Saved data entries
▽
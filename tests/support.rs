//! Shared helpers for integration tests: a scriptable mock upstream plus a
//! fully wired proxy instance listening on an ephemeral port.

#![allow(dead_code)]

use apiproxy::apicache::ApiClient;
use apiproxy::cache::{Cacher, SqliteCache};
use apiproxy::gateway::{build_router, GatewayState, Registry, WorkerPool, WorkerPoolConfig};
use apiproxy::shared::time::format_api_datetime;
use axum::body::Body;
use axum::extract::State;
use axum::http::{header, Request, StatusCode};
use axum::response::{IntoResponse, Response};
use axum::Router;
use chrono::{Duration as ChronoDuration, Utc};
use std::collections::BTreeMap;
use std::sync::atomic::{AtomicUsize, Ordering};
use std::sync::Arc;
use std::time::Duration;

/// Scripted upstream behavior: `(path, form params) -> (status, body)`.
pub type UpstreamFn = dyn Fn(&str, &BTreeMap<String, String>) -> (u16, String) + Send + Sync;

#[derive(Clone)]
struct UpstreamState {
    handler: Arc<UpstreamFn>,
    hits: Arc<AtomicUsize>,
}

async fn upstream_any(State(state): State<UpstreamState>, req: Request<Body>) -> Response {
    state.hits.fetch_add(1, Ordering::SeqCst);
    let path = req.uri().path().to_string();
    let bytes = axum::body::to_bytes(req.into_body(), 1 << 20)
        .await
        .unwrap_or_default();
    let params: BTreeMap<String, String> =
        url::form_urlencoded::parse(&bytes).into_owned().collect();
    let (status, body) = (state.handler)(&path, &params);
    (
        StatusCode::from_u16(status).unwrap_or(StatusCode::INTERNAL_SERVER_ERROR),
        [(header::CONTENT_TYPE, "text/xml")],
        body,
    )
        .into_response()
}

pub struct TestProxy {
    pub base_url: String,
    pub state: GatewayState,
    upstream_hits: Arc<AtomicUsize>,
    http: reqwest::Client,
    _cache_dir: tempfile::TempDir,
}

impl TestProxy {
    pub fn hits(&self) -> usize {
        self.upstream_hits.load(Ordering::SeqCst)
    }

    pub async fn get(&self, path_and_query: &str) -> (u16, String) {
        let resp = self
            .http
            .get(format!("{}{path_and_query}", self.base_url))
            .send()
            .await
            .expect("proxy request");
        let status = resp.status().as_u16();
        let body = resp.text().await.expect("proxy body");
        (status, body)
    }
}

pub async fn start_proxy(handler: Arc<UpstreamFn>, retries: u32) -> TestProxy {
    let hits = Arc::new(AtomicUsize::new(0));
    let upstream = Router::new()
        .fallback(upstream_any)
        .with_state(UpstreamState {
            handler,
            hits: hits.clone(),
        });
    let upstream_listener = tokio::net::TcpListener::bind("127.0.0.1:0").await.unwrap();
    let upstream_addr = upstream_listener.local_addr().unwrap();
    tokio::spawn(async move {
        axum::serve(upstream_listener, upstream).await.unwrap();
    });

    let cache_dir = tempfile::tempdir().unwrap();
    let cache: Arc<dyn Cacher> =
        Arc::new(SqliteCache::open(&cache_dir.path().join("apicache.db")).unwrap());
    let client = Arc::new(
        ApiClient::new(
            &format!("http://{upstream_addr}/"),
            "apiproxy-tests",
            Duration::from_secs(5),
            retries,
            cache.clone(),
        )
        .unwrap(),
    );
    let pool = Arc::new(WorkerPool::start(
        client.clone(),
        WorkerPoolConfig {
            workers: 4,
            requests_per_second: 1000,
            max_errors: 1000,
            error_period: Duration::from_secs(60),
        },
    ));
    let state = GatewayState {
        client,
        pool,
        registry: Arc::new(Registry::with_defaults()),
        cache,
        retries,
        log_requests: false,
        censor_log: true,
    };

    let listener = tokio::net::TcpListener::bind("127.0.0.1:0").await.unwrap();
    let addr = listener.local_addr().unwrap();
    let router = build_router(state.clone());
    tokio::spawn(async move {
        axum::serve(listener, router).await.unwrap();
    });

    TestProxy {
        base_url: format!("http://{addr}"),
        state,
        upstream_hits: hits,
        http: reqwest::Client::new(),
        _cache_dir: cache_dir,
    }
}

pub fn timestamp_in(seconds: i64) -> String {
    format_api_datetime(Utc::now() + ChronoDuration::seconds(seconds))
}

pub fn ok_body(cached_until: &str, payload: &str) -> String {
    format!(
        "<eveapi version=\"2\">\n<currentTime>{}</currentTime>\n{payload}\n<cachedUntil>{cached_until}</cachedUntil>\n</eveapi>",
        format_api_datetime(Utc::now()),
    )
}

pub fn error_body(code: i32, text: &str, cached_until: &str) -> String {
    ok_body(cached_until, &format!("<error code=\"{code}\">{text}</error>"))
}
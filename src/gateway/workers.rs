//! Bounded worker pool that serializes outbound upstream traffic.
//!
//! Every queued request is handed to exactly one worker, which acquires both
//! rate limiters before invoking the upstream client. At most `workers`
//! upstream POSTs are outstanding at any instant.

use crate::apicache::{synthesize_error, ApiClient, ApiError, ApiRequest, ApiResponse};
use crate::apicache::{PANIC_STATUS, PROXY_ERROR_STATUS};
use crate::ratelimit::RateLimiter;
use chrono::Utc;
use std::sync::atomic::{AtomicU64, AtomicUsize, Ordering};
use std::sync::{Arc, Mutex};
use std::time::Duration;
use tokio::sync::{mpsc, oneshot};
use tokio::task::JoinHandle;

const LIMITER_WAIT: Duration = Duration::from_secs(30);
const OVERLOAD_TTL: Duration = Duration::from_secs(5 * 60);
const WATCHDOG_INTERVAL: Duration = Duration::from_secs(60);

pub struct WorkerReply {
    pub response: ApiResponse,
    pub worker: usize,
}

struct Job {
    request: ApiRequest,
    reply: oneshot::Sender<WorkerReply>,
}

struct WorkerStats {
    online: AtomicUsize,
    active: AtomicUsize,
    counts: Vec<AtomicU64>,
}

#[derive(Debug, Clone)]
pub struct WorkerStatsSnapshot {
    pub online: usize,
    pub active: usize,
    pub counts: Vec<u64>,
}

struct Shared {
    client: Arc<ApiClient>,
    rps: RateLimiter,
    errors: RateLimiter,
    stats: WorkerStats,
}

pub struct WorkerPool {
    shared: Arc<Shared>,
    tx: Mutex<Option<mpsc::Sender<Job>>>,
    handles: Mutex<Vec<JoinHandle<()>>>,
    watchdog: Mutex<Option<JoinHandle<()>>>,
}

#[derive(Debug, Clone, Copy)]
pub struct WorkerPoolConfig {
    pub workers: usize,
    pub requests_per_second: usize,
    pub max_errors: usize,
    pub error_period: Duration,
}

/// Response used when the proxy itself cannot take the request in time.
fn overload_response() -> ApiResponse {
    ApiResponse {
        body: synthesize_error(
            500,
            "APIProxy Error: proxy overloaded, request timed out.",
            OVERLOAD_TTL,
        ),
        from_cache: false,
        expires: Utc::now()
            + chrono::Duration::from_std(OVERLOAD_TTL).unwrap_or_else(|_| chrono::Duration::zero()),
        invalidate: false,
        error: ApiError::default(),
        status: PROXY_ERROR_STATUS,
    }
}

impl WorkerPool {
    pub fn start(client: Arc<ApiClient>, config: WorkerPoolConfig) -> Self {
        let workers = config.workers.max(1);
        tracing::info!(workers, "starting workers");

        let shared = Arc::new(Shared {
            client,
            rps: RateLimiter::new(
                config.requests_per_second.max(1),
                Duration::from_secs(1),
            ),
            errors: RateLimiter::new(config.max_errors.max(1), config.error_period),
            stats: WorkerStats {
                online: AtomicUsize::new(0),
                active: AtomicUsize::new(0),
                counts: (0..workers).map(|_| AtomicU64::new(0)).collect(),
            },
        });

        let (tx, rx) = mpsc::channel::<Job>(1);
        let rx = Arc::new(tokio::sync::Mutex::new(rx));

        let mut handles = Vec::with_capacity(workers);
        for id in 0..workers {
            handles.push(tokio::spawn(worker_loop(shared.clone(), rx.clone(), id)));
        }
        let watchdog = tokio::spawn(watchdog_loop(shared.clone()));

        Self {
            shared,
            tx: Mutex::new(Some(tx)),
            handles: Mutex::new(handles),
            watchdog: Mutex::new(Some(watchdog)),
        }
    }

    /// Hand a request to the pool and wait for its response.
    pub async fn submit(&self, request: ApiRequest) -> WorkerReply {
        let sender = { self.tx.lock().unwrap_or_else(|p| p.into_inner()).clone() };
        let Some(sender) = sender else {
            return WorkerReply {
                response: overload_response(),
                worker: 0,
            };
        };

        let (reply_tx, reply_rx) = oneshot::channel();
        let job = Job {
            request,
            reply: reply_tx,
        };
        if sender.send(job).await.is_err() {
            return WorkerReply {
                response: overload_response(),
                worker: 0,
            };
        }
        match reply_rx.await {
            Ok(reply) => reply,
            Err(_) => WorkerReply {
                response: overload_response(),
                worker: 0,
            },
        }
    }

    pub fn stats(&self) -> WorkerStatsSnapshot {
        WorkerStatsSnapshot {
            online: self.shared.stats.online.load(Ordering::Relaxed),
            active: self.shared.stats.active.load(Ordering::Relaxed),
            counts: self
                .shared
                .stats
                .counts
                .iter()
                .map(|c| c.load(Ordering::Relaxed))
                .collect(),
        }
    }

    /// Live counted completions in (requests-per-second, errors) limiters.
    pub async fn limiter_counts(&self) -> (usize, usize) {
        let rps = self.shared.rps.count().await.unwrap_or(0);
        let errors = self.shared.errors.count().await.unwrap_or(0);
        (rps, errors)
    }

    /// Stop accepting work, drain the queue, then shut both limiters down.
    pub async fn close(&self) {
        let sender = self.tx.lock().unwrap_or_else(|p| p.into_inner()).take();
        drop(sender);

        let handles: Vec<_> = {
            let mut guard = self.handles.lock().unwrap_or_else(|p| p.into_inner());
            std::mem::take(&mut *guard)
        };
        for handle in handles {
            let _ = handle.await;
        }

        if let Some(watchdog) = self
            .watchdog
            .lock()
            .unwrap_or_else(|p| p.into_inner())
            .take()
        {
            watchdog.abort();
        }

        if let Err(err) = self.shared.rps.close().await {
            tracing::warn!("request limiter close failed: {err}");
        }
        if let Err(err) = self.shared.errors.close().await {
            tracing::warn!("error limiter close failed: {err}");
        }
    }
}

async fn worker_loop(
    shared: Arc<Shared>,
    rx: Arc<tokio::sync::Mutex<mpsc::Receiver<Job>>>,
    id: usize,
) {
    shared.stats.online.fetch_add(1, Ordering::Relaxed);
    loop {
        let job = { rx.lock().await.recv().await };
        let Some(job) = job else { break };

        shared.stats.active.fetch_add(1, Ordering::Relaxed);
        let response = handle_one(&shared, &job.request).await;
        let _ = job.reply.send(WorkerReply {
            response,
            worker: id,
        });
        shared.stats.counts[id].fetch_add(1, Ordering::Relaxed);
        shared.stats.active.fetch_sub(1, Ordering::Relaxed);
    }
    shared.stats.online.fetch_sub(1, Ordering::Relaxed);
}

async fn handle_one(shared: &Shared, request: &ApiRequest) -> ApiResponse {
    let (rps, errors) = tokio::join!(
        shared.rps.start(LIMITER_WAIT),
        shared.errors.start(LIMITER_WAIT)
    );

    match (rps, errors) {
        (Ok(()), Ok(())) => {}
        (Ok(()), Err(err)) => {
            let _ = shared.rps.finish(true).await;
            tracing::warn!("error limiter admission failed: {err}");
            return overload_response();
        }
        (Err(err), Ok(())) => {
            let _ = shared.errors.finish(true).await;
            tracing::warn!("request limiter admission failed: {err}");
            return overload_response();
        }
        (Err(err), Err(_)) => {
            tracing::warn!("limiter admission failed on both limiters: {err}");
            return overload_response();
        }
    }

    let response = shared.client.execute(request).await;

    let _ = shared.rps.finish(false).await;
    // Outcomes that never reached the upstream, or that the upstream has
    // already throttled us for, do not count toward the error window.
    let uncounted = response.error.code == 0
        || matches!(response.status, PANIC_STATUS | PROXY_ERROR_STATUS);
    let _ = shared.errors.finish(uncounted).await;

    response
}

async fn watchdog_loop(shared: Arc<Shared>) {
    let mut last: Vec<u64> = vec![0; shared.stats.counts.len()];
    let mut ticker = tokio::time::interval(WATCHDOG_INTERVAL);
    ticker.tick().await;
    loop {
        ticker.tick().await;
        for (id, counter) in shared.stats.counts.iter().enumerate() {
            let current = counter.load(Ordering::Relaxed);
            if current != 0 && current == last[id] {
                tracing::warn!(worker = id, count = current, "worker appears stalled");
            }
            last[id] = current;
        }
    }
}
△
▶ The problem
Wherever a line above contains the string "Option", copy that line.

▶ Answer
    tx: Mutex<Option<mpsc::Sender<Job>>>,
    watchdog: Mutex<Option<JoinHandle<()>>>,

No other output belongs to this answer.